I do suspect that dieting DOES lower metabolism, just from the difference in what the BMR calculators say I "should" be losing based on my calorie intake. When I was in my teens, I lost about what the calculators predicted, but gradually over time, I found that I lost less and less in comparison to the prediction. Now, I lose about 1/4 of what the calculators say I "should" be losing.
My eliptical tells me how many calories I am burning. It just seems strange to me that I am working extra hard and I am only burning 250 calories for 30 min. When throughout the day I am supposed to burn more than I am taking in. If I am eating 1400 calories a day, and only burn 250 for 30 min of exercising, it seems impossible to burn 1400.
Doesn't seem so off - if you burned 250/30min all day long, you'd burn 12,000 calories. Even just half that (125 cal/30min) would be 6000 cal/day. Burning 500 cal/hr is a pretty good clip.

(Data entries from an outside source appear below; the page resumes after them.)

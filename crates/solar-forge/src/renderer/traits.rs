//! Renderer trait: the GPU seam.
//!
//! The controller never talks to a graphics API. It packs scene and frame
//! data into flat `f32` buffers (see [`crate::bridge::protocol`]) and hands
//! them to a `Renderer`. In the browser the implementation forwards to the
//! JS object that owns the 3D engine; in tests it records calls.

use serde::Deserialize;

/// Clear colour as packed `0xRRGGBB` plus alpha.
#[derive(Debug, Clone, Copy, PartialEq, Deserialize)]
pub struct ClearColor {
    pub rgb: u32,
    pub alpha: f32,
}

impl ClearColor {
    pub const TRANSPARENT: Self = Self { rgb: 0x000000, alpha: 0.0 };

    pub const fn opaque(rgb: u32) -> Self {
        Self { rgb, alpha: 1.0 }
    }
}

/// Renderer contract for the solar scene.
pub trait Renderer {
    /// Resize the output buffer. `width`/`height` are CSS pixels.
    fn set_size(&mut self, width: u32, height: u32, pixel_ratio: f32);

    fn set_clear_color(&mut self, color: ClearColor);

    /// Build the engine-side scene from the static scene buffer. Called once.
    fn upload_scene(&mut self, scene: &[f32]);

    /// Draw one frame from the packed frame buffer.
    fn draw(&mut self, frame: &[f32]);
}
//! Seedable pseudo-random number generator (xorshift64).
//! Deterministic: a given seed always builds the same scene.

#[derive(Debug, Clone)]
pub struct Rng {
    state: u64,
}

impl Rng {
    pub fn new(seed: u64) -> Self {
        Rng {
            state: if seed == 0 { 1 } else { seed },
        }
    }

    fn next_u64(&mut self) -> u64 {
        let mut x = self.state;
        x ^= x << 13;
        x ^= x >> 7;
        x ^= x << 17;
        self.state = x;
        x
    }

    /// Uniform sample in [0, 1).
    pub fn next_f32(&mut self) -> f32 {
        // Top 24 bits fit the f32 mantissa exactly.
        (self.next_u64() >> 40) as f32 / (1u64 << 24) as f32
    }

    /// Uniform angle in [0, TAU).
    pub fn angle(&mut self) -> f32 {
        self.next_f32() * std::f32::consts::TAU
    }

    /// Polar angle of a point distributed uniformly over a sphere.
    pub fn polar(&mut self) -> f32 {
        (2.0 * self.next_f32() - 1.0).clamp(-1.0, 1.0).acos()
    }

    /// +1.0 or -1.0 with equal probability.
    pub fn sign(&mut self) -> f32 {
        if self.next_f32() > 0.5 {
            1.0
        } else {
            -1.0
        }
    }
}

I also use a bodybugg to track, but it's all individual...that's why a standard calculation isn't accurate. What I burn an hour on the elliptical will be different that what you burn.
To give you an idea, when I'm sleeping I burn about 1 cal per min. When I am awake and sedentary it's around 1.2-1.6 cal/min. When I am walking or moving around (cooking, etc) I burn around 2-2.5 cal/min. When I am very active/sweating it out on the treadmill or working out I burn from 6-10 cal/min.
A heart rate monitor with that counts calories is a bit cheaper than a body bug, and can also be quite accurate. You can wear some brands all the time (though they are a bit uncomfortable).
I get the best maths when I calculate my BMR multiply it by 1.2 (as my job is fairly sedentary) and then add on the calories burn during exercise according to my heart rate calories. When I calculated everything for a month, I was out by only about 0.2kg (0.5lb).
Here's how you can tell how many calories you personally burn.
If you are consistently losing weight, you are eating less than your burn.
If you are consistently gaining weight, you are eating more than your burn.
If you are maintaining weight, you are eating the same as your burn.
I bought a BodyBugg and wore it every day for 6 months.
I think it recorded my movements accurately, but the calories were totally wrong.
The BodyBugg calculations just start with the Harris/Benedict Formula and apply an activity percentage factor based on the movements BodyBugg records.
However, if...like many people...your individual calorie burn is far lower than the Harris/Benedict formula,
BodyBugg's calorie burn is totally inaccurate.